Up to and including the line that contains "use std::time::Instant;", reproduce every line exactly, beginning with the first line below.
--- DATA IN THIS EXERCISE Enclosed Below ---
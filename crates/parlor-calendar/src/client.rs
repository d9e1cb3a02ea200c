//! HTTP client for the hosted calendar API (Google Calendar v3 wire shape).

use crate::error::CalendarError;
use crate::slots::{candidate_slots, mark_availability, BusyInterval};
use chrono::{DateTime, Duration, FixedOffset, NaiveDateTime};
use parlor_nlp::{default_fallback_start, extract_datetime};
use parlor_types::{Appointment, Slot};
use serde::Deserialize;
use serde_json::json;
use std::fmt;
use std::sync::RwLock;
use std::time::Instant;

/// Bound on every outbound calendar request.
const REQUEST_TIMEOUT: std::time::Duration = std::time::Duration::from_secs(15);

/// Refresh the cached access token this long before its reported expiry.
const TOKEN_EXPIRY_MARGIN_SECS: u64 = 60;

const TOKEN_URL: &str = "https://oauth2.googleapis.com/token";
const API_BASE: &str = "https://www.googleapis.com/calendar/v3";

#[derive(Clone, Deserialize)]
pub struct CalendarConfig {
    #[serde(default = "default_calendar_id")]
    pub calendar_id: String,
    #[serde(default)]
    pub client_id: String,
    #[serde(default)]
    pub client_secret: String,
    #[serde(default)]
    pub refresh_token: String,
    /// IANA timezone name sent with event payloads.
    #[serde(default = "default_timezone")]
    pub timezone: String,
    /// Offset of business-local wall-clock time from UTC, in minutes.
    #[serde(default = "default_utc_offset")]
    pub utc_offset_minutes: i32,
}

fn default_calendar_id() -> String {
    "primary".to_string()
}

fn default_timezone() -> String {
    "America/New_York".to_string()
}

fn default_utc_offset() -> i32 {
    -4 * 60
}

impl Default for CalendarConfig {
    fn default() -> Self {
        Self {
            calendar_id: default_calendar_id(),
            client_id: String::new(),
            client_secret: String::new(),
            refresh_token: String::new(),
            timezone: default_timezone(),
            utc_offset_minutes: default_utc_offset(),
        }
    }
}

impl fmt::Debug for CalendarConfig {
    fn fmt(&self, f: &mut fmt::Formatter<'_>) -> fmt::Result {
        f.debug_struct("CalendarConfig")
            .field("calendar_id", &self.calendar_id)
            .field("client_id", &self.client_id)
            .field("client_secret", &"[REDACTED]")
            .field("refresh_token", &"[REDACTED]")
            .field("timezone", &self.timezone)
            .field("utc_offset_minutes", &self.utc_offset_minutes)
            .finish()
    }
}

struct CachedToken {
    access_token: String,
    expires_at: Instant,
}

/// Client for free/busy queries and event creation.
pub struct CalendarClient {
    config: CalendarConfig,
    http: reqwest::Client,
    token: RwLock<Option<CachedToken>>,
}

impl fmt::Debug for CalendarClient {
    fn fmt(&self, f: &mut fmt::Formatter<'_>) -> fmt::Result {
        f.debug_struct("CalendarClient")
            .field("config", &self.config)
            .finish_non_exhaustive()
    }
}

#[derive(Deserialize)]
struct TokenResponse {
    access_token: String,
    #[serde(default)]
    expires_in: u64,
}

#[derive(Deserialize)]
struct BusyWindow {
    start: String,
    end: String,
}

impl CalendarClient {
    pub fn new(config: CalendarConfig) -> Self {
        // Construction happens once at startup; a client without the
        // bounded timeout must never come into existence.
        let http = reqwest::Client::builder()
            .timeout(REQUEST_TIMEOUT)
            .build()
            .expect("failed to build calendar HTTP client");
        Self {
            config,
            http,
            token: RwLock::new(None),
        }
    }

    /// Whether credentials are present. When disabled, availability
    /// degrades to optimistic and event creation fails with a config error.
    pub fn is_enabled(&self) -> bool {
        !self.config.refresh_token.is_empty()
            && !self.config.client_id.is_empty()
            && !self.config.client_secret.is_empty()
    }

    pub fn timezone(&self) -> &str {
        &self.config.timezone
    }

    /// Current business-local wall-clock time.
    pub fn business_now(&self) -> NaiveDateTime {
        (chrono::Utc::now() + Duration::minutes(self.config.utc_offset_minutes as i64))
            .naive_utc()
    }

    /// Proposes candidate appointment slots, checking them against the
    /// calendar in one batched free/busy query. Provider failure degrades
    /// to treating every candidate as free.
    pub async fn propose_slots(
        &self,
        duration_minutes: i64,
        reference_now: NaiveDateTime,
    ) -> Vec<Slot> {
        let mut slots = candidate_slots(reference_now, duration_minutes);

        let span_start = slots.iter().map(|s| s.start).min();
        let span_end = slots.iter().map(|s| s.end).max();
        let (Some(span_start), Some(span_end)) = (span_start, span_end) else {
            return slots;
        };

        match self.query_busy(span_start, span_end).await {
            Ok(busy) => mark_availability(&mut slots, &busy),
            Err(e) => {
                tracing::warn!(error = %e, "availability check failed, proposing all candidates");
            }
        }
        slots
    }

    /// Queries busy intervals for the given business-local span.
    pub async fn query_busy(
        &self,
        span_start: NaiveDateTime,
        span_end: NaiveDateTime,
    ) -> Result<Vec<BusyInterval>, CalendarError> {
        let token = self.access_token().await?;
        let body = json!({
            "timeMin": self.to_rfc3339(span_start)?,
            "timeMax": self.to_rfc3339(span_end)?,
            "items": [{ "id": self.config.calendar_id }],
        });

        let response = self
            .http
            .post(format!("{}/freeBusy", API_BASE))
            .bearer_auth(token)
            .json(&body)
            .send()
            .await
            .map_err(|e| CalendarError::Provider(format!("free/busy request failed: {}", e)))?;

        if !response.status().is_success() {
            return Err(CalendarError::Provider(format!(
                "free/busy query returned {}",
                response.status()
            )));
        }

        let payload: serde_json::Value = response
            .json()
            .await
            .map_err(|e| CalendarError::InvalidResponse(e.to_string()))?;

        let windows: Vec<BusyWindow> = payload
            .pointer(&format!("/calendars/{}/busy", self.config.calendar_id))
            .cloned()
            .map(serde_json::from_value)
            .transpose()
            .map_err(|e| CalendarError::InvalidResponse(e.to_string()))?
            .unwrap_or_default();

        windows
            .into_iter()
            .map(|w| {
                Ok(BusyInterval {
                    start: self.from_rfc3339(&w.start)?,
                    end: self.from_rfc3339(&w.end)?,
                })
            })
            .collect()
    }

    /// Creates a calendar event for a completed booking and returns the
    /// provider's event id.
    ///
    /// The stored time phrase is re-parsed here; if it still fails, the
    /// deterministic default slot is substituted rather than refusing the
    /// write.
    pub async fn create_event(
        &self,
        appointment: &Appointment,
        reference_now: NaiveDateTime,
    ) -> Result<String, CalendarError> {
        let service = appointment
            .service
            .as_deref()
            .ok_or_else(|| CalendarError::Config("booking has no service".to_string()))?;
        let name = appointment
            .name
            .as_deref()
            .ok_or_else(|| CalendarError::Config("booking has no name".to_string()))?;

        let start = appointment
            .start
            .or_else(|| {
                appointment
                    .time_text
                    .as_deref()
                    .and_then(|t| extract_datetime(t, reference_now))
            })
            .unwrap_or_else(|| default_fallback_start(reference_now));
        let end = start + Duration::minutes(appointment.duration_minutes());

        let token = self.access_token().await?;
        let body = json!({
            "summary": format!("{} - {}", service, name),
            "description": format!("Booked by {} via the Parlor voice assistant.", name),
            "start": {
                "dateTime": self.to_rfc3339(start)?,
                "timeZone": self.config.timezone,
            },
            "end": {
                "dateTime": self.to_rfc3339(end)?,
                "timeZone": self.config.timezone,
            },
            "reminders": {
                "useDefault": false,
                "overrides": [
                    { "method": "popup", "minutes": 60 },
                    { "method": "email", "minutes": 24 * 60 },
                ],
            },
        });

        let response = self
            .http
            .post(format!(
                "{}/calendars/{}/events",
                API_BASE, self.config.calendar_id
            ))
            .bearer_auth(token)
            .json(&body)
            .send()
            .await
            .map_err(|e| CalendarError::Provider(format!("event insert failed: {}", e)))?;

        if !response.status().is_success() {
            return Err(CalendarError::Provider(format!(
                "event insert returned {}",
                response.status()
            )));
        }

        let payload: serde_json::Value = response
            .json()
            .await
            .map_err(|e| CalendarError::InvalidResponse(e.to_string()))?;
        payload
            .get("id")
            .and_then(|v| v.as_str())
            .map(str::to_string)
            .ok_or_else(|| CalendarError::InvalidResponse("event response has no id".to_string()))
    }

    async fn access_token(&self) -> Result<String, CalendarError> {
        if !self.is_enabled() {
            return Err(CalendarError::Config(
                "calendar credentials are not configured".to_string(),
            ));
        }

        {
            let cached = self.token.read().expect("token cache poisoned");
            if let Some(token) = cached.as_ref() {
                if token.expires_at > Instant::now() {
                    return Ok(token.access_token.clone());
                }
            }
        }

        let response = self
            .http
            .post(TOKEN_URL)
            .form(&[
                ("client_id", self.config.client_id.as_str()),
                ("client_secret", self.config.client_secret.as_str()),
                ("refresh_token", self.config.refresh_token.as_str()),
                ("grant_type", "refresh_token"),
            ])
            .send()
            .await
            .map_err(|e| CalendarError::Auth(format!("token refresh failed: {}", e)))?;

        if !response.status().is_success() {
            return Err(CalendarError::Auth(format!(
                "token refresh returned {}",
                response.status()
            )));
        }

        let token: TokenResponse = response
            .json()
            .await
            .map_err(|e| CalendarError::InvalidResponse(e.to_string()))?;

        let lifetime = token.expires_in.saturating_sub(TOKEN_EXPIRY_MARGIN_SECS).max(1);
        let mut cached = self.token.write().expect("token cache poisoned");
        *cached = Some(CachedToken {
            access_token: token.access_token.clone(),
            expires_at: Instant::now() + std::time::Duration::from_secs(lifetime),
        });
        Ok(token.access_token)
    }

    fn offset(&self) -> Result<FixedOffset, CalendarError> {
        FixedOffset::east_opt(self.config.utc_offset_minutes * 60).ok_or_else(|| {
            CalendarError::Config(format!(
                "invalid utc_offset_minutes: {}",
                self.config.utc_offset_minutes
            ))
        })
    }

    fn to_rfc3339(&self, local: NaiveDateTime) -> Result<String, CalendarError> {
        let offset = self.offset()?;
        local
            .and_local_timezone(offset)
            .single()
            .map(|dt| dt.to_rfc3339())
            .ok_or_else(|| {
                CalendarError::Config("wall-clock time is ambiguous in fixed offset".to_string())
            })
    }

    fn from_rfc3339(&self, value: &str) -> Result<NaiveDateTime, CalendarError> {
        let offset = self.offset()?;
        DateTime::parse_from_rfc3339(value)
            .map(|dt| dt.with_timezone(&offset).naive_local())
            .map_err(|e| CalendarError::InvalidResponse(format!("bad timestamp {}: {}", value, e)))
    }
}

#[cfg(test)]
mod tests {
    use super::*;

    fn t(s: &str) -> NaiveDateTime {
        s.parse().unwrap()
    }

    #[tokio::test]
    async fn unconfigured_client_proposes_optimistically() {
        let client = CalendarClient::new(CalendarConfig::default());
        assert!(!client.is_enabled());

        let slots = client.propose_slots(60, t("2026-08-25T10:00:00")).await;
        assert_eq!(slots.len(), 2);
        assert!(slots.iter().all(|s| s.free));
    }

    #[tokio::test]
    async fn event_creation_without_credentials_is_a_config_error() {
        let client = CalendarClient::new(CalendarConfig::default());
        let appointment = Appointment {
            service: Some("haircut".to_string()),
            name: Some("Ann".to_string()),
            time_text: Some("whenever".to_string()),
            ..Default::default()
        };
        let err = client
            .create_event(&appointment, t("2026-08-25T10:00:00"))
            .await
            .unwrap_err();
        assert!(matches!(err, CalendarError::Config(_)));
    }

    #[test]
    fn rfc3339_round_trip_uses_the_configured_offset() {
        let client = CalendarClient::new(CalendarConfig {
            utc_offset_minutes: -240,
            ..Default::default()
        });
        let local = t("2026-09-02T15:00:00");
        let encoded = client.to_rfc3339(local).unwrap();
        assert_eq!(encoded, "2026-09-02T15:00:00-04:00");
        assert_eq!(client.from_rfc3339(&encoded).unwrap(), local);
    }
}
--- End of Enclosed DATA IN THIS EXERCISE ---
YOUR RESPONSE:
filename crates/parlor-calendar/src/client.rs
repository d9e1cb3a02ea200c
//! HTTP client for the hosted calendar API (Google Calendar v3 wire shape).

use crate::error::CalendarError;
use crate::slots::{candidate_slots, mark_availability, BusyInterval};
use chrono::{DateTime, Duration, FixedOffset, NaiveDateTime};
use parlor_nlp::{default_fallback_start, extract_datetime};
use parlor_types::{Appointment, Slot};
use serde::Deserialize;
use serde_json::json;
use std::fmt;
use std::sync::RwLock;
use std::time::Instant;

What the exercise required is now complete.